Provided information below:

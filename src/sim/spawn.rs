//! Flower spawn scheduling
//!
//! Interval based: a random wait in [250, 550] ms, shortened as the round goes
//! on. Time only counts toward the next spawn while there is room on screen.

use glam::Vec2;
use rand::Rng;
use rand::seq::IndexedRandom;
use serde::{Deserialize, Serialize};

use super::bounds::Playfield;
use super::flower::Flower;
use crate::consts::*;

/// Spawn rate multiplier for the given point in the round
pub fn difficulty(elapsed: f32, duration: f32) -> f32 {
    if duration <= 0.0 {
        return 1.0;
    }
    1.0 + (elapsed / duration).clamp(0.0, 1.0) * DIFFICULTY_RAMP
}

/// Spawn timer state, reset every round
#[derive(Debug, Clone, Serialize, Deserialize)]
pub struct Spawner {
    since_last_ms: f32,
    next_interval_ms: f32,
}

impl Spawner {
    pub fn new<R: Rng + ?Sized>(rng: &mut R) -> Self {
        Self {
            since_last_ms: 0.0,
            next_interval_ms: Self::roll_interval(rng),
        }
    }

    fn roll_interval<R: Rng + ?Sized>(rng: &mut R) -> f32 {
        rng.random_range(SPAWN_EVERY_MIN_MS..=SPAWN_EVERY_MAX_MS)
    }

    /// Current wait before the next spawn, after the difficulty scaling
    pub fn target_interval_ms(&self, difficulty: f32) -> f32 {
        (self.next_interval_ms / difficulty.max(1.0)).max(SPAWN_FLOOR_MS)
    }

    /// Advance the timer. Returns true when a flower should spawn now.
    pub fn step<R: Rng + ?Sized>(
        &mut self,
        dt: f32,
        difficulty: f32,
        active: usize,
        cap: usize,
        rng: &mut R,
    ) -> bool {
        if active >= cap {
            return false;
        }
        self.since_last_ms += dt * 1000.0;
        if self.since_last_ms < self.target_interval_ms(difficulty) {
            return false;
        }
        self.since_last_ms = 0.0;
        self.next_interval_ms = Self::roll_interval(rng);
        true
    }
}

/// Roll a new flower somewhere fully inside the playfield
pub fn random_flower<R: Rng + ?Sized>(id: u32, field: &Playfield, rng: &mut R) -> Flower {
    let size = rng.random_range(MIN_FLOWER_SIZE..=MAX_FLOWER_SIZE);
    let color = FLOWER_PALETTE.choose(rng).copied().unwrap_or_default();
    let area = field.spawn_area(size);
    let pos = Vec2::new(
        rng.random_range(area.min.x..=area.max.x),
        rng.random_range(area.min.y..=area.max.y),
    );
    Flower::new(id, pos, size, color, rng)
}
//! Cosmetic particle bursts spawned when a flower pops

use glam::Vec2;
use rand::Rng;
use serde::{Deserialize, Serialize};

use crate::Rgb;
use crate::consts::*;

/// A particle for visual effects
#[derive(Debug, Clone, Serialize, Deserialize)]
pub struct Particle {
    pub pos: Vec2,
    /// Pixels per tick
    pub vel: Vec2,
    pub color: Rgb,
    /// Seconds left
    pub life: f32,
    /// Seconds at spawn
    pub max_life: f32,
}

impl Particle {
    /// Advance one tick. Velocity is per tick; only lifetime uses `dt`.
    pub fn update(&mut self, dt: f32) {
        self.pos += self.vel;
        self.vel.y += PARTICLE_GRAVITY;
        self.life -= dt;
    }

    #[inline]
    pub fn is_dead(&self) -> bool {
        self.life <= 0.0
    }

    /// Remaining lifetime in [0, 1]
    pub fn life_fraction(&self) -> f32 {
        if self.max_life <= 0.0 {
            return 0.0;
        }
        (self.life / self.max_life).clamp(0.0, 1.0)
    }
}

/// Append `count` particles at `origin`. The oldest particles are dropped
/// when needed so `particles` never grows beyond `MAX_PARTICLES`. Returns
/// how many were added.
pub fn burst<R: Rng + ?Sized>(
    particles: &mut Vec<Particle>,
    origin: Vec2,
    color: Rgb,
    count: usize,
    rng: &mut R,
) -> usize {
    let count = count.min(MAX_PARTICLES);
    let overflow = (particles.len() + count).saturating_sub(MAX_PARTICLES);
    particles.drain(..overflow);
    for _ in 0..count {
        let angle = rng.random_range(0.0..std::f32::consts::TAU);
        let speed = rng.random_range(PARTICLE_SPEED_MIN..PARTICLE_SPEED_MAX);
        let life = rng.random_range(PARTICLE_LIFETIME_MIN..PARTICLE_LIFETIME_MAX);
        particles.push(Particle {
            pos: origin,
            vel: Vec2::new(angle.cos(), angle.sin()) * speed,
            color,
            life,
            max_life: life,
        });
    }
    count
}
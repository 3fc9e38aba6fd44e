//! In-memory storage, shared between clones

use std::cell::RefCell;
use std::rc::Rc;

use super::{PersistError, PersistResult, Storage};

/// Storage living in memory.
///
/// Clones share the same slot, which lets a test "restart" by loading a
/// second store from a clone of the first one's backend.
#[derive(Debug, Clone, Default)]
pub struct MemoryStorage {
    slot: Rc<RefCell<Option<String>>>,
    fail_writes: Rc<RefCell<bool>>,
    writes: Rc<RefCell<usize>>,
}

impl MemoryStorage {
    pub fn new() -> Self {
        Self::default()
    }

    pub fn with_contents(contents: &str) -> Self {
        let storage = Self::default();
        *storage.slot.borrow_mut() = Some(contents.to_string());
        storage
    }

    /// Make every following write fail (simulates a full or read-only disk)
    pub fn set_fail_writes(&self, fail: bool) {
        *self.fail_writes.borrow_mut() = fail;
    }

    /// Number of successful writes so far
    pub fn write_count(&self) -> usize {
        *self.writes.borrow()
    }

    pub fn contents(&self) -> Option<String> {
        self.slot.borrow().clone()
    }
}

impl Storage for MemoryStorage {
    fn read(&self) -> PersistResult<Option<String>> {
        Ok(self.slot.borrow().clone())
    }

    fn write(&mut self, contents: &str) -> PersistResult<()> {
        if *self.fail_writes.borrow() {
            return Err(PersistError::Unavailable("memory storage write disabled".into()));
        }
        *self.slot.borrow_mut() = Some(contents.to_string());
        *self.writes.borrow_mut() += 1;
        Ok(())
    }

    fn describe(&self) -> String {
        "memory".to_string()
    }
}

End of Provided information.

Lines holding "angle": copy each one from the records above.

◆ Result for this exercise:
        let angle = rng.random_range(0.0..std::f32::consts::TAU);
            vel: Vec2::new(angle.cos(), angle.sin()) * speed,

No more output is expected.